◆ **Your instructions**
Search the listing below for the string "impl" and show each line that contains it.

◆ **Data listing**

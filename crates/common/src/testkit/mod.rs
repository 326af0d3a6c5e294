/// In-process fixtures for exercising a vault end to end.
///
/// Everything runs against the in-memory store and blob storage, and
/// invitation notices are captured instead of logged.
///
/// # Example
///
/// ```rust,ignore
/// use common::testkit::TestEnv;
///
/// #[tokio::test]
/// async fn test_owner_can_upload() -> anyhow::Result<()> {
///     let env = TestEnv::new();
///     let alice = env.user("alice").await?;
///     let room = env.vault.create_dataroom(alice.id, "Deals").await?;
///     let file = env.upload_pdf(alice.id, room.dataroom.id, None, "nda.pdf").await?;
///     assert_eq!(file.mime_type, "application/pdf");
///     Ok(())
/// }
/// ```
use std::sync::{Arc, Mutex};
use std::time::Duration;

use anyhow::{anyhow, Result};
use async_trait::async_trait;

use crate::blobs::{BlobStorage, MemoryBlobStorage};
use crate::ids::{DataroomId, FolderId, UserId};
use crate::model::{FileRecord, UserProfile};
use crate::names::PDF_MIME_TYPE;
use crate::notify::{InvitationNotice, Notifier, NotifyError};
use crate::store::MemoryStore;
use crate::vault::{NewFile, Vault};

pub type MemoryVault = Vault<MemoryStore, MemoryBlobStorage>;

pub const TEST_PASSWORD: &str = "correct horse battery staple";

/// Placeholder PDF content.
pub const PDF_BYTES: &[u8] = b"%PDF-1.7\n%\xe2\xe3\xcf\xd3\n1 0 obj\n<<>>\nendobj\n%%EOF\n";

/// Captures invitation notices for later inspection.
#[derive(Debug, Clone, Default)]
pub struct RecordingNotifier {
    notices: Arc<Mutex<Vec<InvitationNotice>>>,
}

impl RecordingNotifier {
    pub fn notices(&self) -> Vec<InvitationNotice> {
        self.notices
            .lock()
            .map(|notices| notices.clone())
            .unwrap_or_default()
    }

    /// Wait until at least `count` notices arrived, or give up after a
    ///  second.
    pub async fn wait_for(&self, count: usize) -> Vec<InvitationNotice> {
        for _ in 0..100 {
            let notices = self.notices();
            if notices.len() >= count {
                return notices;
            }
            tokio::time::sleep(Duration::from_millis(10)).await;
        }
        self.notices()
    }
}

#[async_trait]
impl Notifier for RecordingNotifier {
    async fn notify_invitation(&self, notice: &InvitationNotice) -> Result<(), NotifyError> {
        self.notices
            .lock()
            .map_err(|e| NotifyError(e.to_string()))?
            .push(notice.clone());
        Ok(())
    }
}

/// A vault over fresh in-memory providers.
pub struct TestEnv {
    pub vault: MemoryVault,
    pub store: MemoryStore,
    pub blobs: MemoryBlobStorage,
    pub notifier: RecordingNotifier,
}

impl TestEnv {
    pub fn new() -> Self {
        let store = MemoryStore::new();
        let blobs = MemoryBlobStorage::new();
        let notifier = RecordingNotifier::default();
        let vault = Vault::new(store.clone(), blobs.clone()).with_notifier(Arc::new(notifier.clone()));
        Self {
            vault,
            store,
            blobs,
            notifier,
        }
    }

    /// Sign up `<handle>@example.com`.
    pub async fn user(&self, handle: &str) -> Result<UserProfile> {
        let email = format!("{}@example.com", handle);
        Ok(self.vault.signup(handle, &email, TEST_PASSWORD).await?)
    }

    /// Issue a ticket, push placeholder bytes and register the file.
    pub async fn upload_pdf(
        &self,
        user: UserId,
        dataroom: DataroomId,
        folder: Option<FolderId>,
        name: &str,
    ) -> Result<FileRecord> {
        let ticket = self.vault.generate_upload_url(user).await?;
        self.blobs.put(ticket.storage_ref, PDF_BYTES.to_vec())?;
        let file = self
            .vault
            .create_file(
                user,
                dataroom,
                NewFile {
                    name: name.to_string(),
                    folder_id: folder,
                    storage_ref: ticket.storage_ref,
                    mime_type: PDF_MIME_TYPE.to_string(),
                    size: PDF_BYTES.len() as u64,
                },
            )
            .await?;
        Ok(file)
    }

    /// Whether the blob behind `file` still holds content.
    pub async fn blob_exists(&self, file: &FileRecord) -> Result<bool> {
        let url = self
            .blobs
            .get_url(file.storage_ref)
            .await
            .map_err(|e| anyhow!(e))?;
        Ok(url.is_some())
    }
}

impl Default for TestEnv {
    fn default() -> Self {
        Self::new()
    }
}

==

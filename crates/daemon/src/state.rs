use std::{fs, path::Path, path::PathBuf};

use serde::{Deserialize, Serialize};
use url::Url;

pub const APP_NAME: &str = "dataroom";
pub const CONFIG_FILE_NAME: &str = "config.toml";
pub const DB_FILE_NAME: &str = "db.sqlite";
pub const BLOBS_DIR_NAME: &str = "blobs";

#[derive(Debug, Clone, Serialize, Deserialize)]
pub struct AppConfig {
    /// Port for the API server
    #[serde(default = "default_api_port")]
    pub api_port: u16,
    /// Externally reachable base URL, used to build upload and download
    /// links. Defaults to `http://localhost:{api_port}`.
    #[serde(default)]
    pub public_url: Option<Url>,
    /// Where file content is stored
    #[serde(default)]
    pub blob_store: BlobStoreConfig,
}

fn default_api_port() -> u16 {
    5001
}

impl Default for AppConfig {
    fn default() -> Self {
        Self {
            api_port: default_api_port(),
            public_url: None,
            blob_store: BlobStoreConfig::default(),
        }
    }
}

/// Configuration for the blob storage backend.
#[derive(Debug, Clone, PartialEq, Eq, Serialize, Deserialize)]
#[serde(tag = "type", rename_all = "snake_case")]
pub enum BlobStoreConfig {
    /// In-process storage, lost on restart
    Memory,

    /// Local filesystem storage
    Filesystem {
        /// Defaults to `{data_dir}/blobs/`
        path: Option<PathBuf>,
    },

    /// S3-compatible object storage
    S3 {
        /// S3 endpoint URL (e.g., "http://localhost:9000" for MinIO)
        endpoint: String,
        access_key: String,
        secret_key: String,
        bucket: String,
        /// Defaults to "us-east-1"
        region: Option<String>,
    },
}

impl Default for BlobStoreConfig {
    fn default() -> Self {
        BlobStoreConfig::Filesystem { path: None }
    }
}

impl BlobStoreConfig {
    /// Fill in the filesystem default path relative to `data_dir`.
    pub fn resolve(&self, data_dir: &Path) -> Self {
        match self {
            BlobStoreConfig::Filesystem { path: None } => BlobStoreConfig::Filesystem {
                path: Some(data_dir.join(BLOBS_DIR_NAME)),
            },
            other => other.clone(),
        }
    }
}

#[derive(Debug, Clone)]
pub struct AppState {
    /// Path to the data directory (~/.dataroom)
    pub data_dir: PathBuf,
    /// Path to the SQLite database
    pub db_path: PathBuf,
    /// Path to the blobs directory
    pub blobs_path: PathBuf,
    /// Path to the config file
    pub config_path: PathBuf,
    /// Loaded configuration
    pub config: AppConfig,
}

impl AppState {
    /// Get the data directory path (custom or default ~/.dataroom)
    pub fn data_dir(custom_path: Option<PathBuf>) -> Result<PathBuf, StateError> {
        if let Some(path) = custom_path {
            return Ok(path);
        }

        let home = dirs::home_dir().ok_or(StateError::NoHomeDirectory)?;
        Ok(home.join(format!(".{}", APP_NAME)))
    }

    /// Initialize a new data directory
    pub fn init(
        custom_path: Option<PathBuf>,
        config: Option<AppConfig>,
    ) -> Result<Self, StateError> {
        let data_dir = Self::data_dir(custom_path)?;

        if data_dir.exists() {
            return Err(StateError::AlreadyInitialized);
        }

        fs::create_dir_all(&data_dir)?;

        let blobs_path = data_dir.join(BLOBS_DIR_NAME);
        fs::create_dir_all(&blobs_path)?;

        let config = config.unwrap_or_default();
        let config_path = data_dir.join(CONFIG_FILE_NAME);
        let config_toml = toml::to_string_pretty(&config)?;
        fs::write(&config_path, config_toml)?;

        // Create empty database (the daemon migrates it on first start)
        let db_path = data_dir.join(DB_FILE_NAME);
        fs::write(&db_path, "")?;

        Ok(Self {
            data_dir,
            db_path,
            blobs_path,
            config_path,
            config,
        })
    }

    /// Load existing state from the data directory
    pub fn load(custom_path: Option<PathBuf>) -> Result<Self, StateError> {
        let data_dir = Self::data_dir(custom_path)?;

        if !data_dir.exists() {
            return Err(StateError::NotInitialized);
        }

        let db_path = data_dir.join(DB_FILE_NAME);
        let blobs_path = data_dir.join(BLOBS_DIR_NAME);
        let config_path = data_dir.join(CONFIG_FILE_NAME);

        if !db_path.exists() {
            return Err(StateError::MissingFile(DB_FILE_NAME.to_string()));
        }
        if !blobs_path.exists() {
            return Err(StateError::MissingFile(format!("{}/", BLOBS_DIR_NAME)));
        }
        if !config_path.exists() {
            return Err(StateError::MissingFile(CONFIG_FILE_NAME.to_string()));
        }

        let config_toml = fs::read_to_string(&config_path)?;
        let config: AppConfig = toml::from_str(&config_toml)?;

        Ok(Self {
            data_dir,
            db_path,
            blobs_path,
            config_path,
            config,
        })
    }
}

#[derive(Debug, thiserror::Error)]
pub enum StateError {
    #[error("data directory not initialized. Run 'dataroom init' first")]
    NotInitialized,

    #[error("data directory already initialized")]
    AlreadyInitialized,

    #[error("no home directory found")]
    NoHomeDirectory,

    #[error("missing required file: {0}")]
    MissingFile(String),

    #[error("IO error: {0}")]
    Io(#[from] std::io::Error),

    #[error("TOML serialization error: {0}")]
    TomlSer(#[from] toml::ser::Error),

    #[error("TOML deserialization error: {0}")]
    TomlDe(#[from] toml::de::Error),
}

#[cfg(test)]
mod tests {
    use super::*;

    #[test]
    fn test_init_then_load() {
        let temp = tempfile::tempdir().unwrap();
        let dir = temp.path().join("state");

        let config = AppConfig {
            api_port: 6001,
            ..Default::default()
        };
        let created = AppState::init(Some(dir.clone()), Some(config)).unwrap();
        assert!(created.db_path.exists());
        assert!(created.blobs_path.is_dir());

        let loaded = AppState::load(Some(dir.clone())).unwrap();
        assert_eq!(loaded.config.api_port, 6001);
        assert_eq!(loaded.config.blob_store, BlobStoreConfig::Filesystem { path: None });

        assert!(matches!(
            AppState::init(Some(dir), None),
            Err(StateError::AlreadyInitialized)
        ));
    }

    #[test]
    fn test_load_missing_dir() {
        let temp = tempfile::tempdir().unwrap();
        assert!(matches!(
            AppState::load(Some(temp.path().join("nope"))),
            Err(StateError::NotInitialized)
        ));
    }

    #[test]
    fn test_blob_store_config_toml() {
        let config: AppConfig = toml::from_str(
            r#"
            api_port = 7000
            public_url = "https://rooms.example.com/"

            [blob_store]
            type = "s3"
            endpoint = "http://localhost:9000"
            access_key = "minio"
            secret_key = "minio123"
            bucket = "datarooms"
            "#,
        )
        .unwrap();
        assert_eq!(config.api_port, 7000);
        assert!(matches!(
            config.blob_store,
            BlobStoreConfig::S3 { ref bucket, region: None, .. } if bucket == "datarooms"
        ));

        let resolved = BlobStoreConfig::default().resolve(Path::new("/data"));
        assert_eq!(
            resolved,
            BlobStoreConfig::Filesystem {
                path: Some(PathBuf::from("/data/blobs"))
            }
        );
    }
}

◆ **Completed exercise**
impl RecordingNotifier {
impl Notifier for RecordingNotifier {
impl TestEnv {
impl Default for TestEnv {
impl Default for AppConfig {
impl Default for BlobStoreConfig {
impl BlobStoreConfig {
impl AppState {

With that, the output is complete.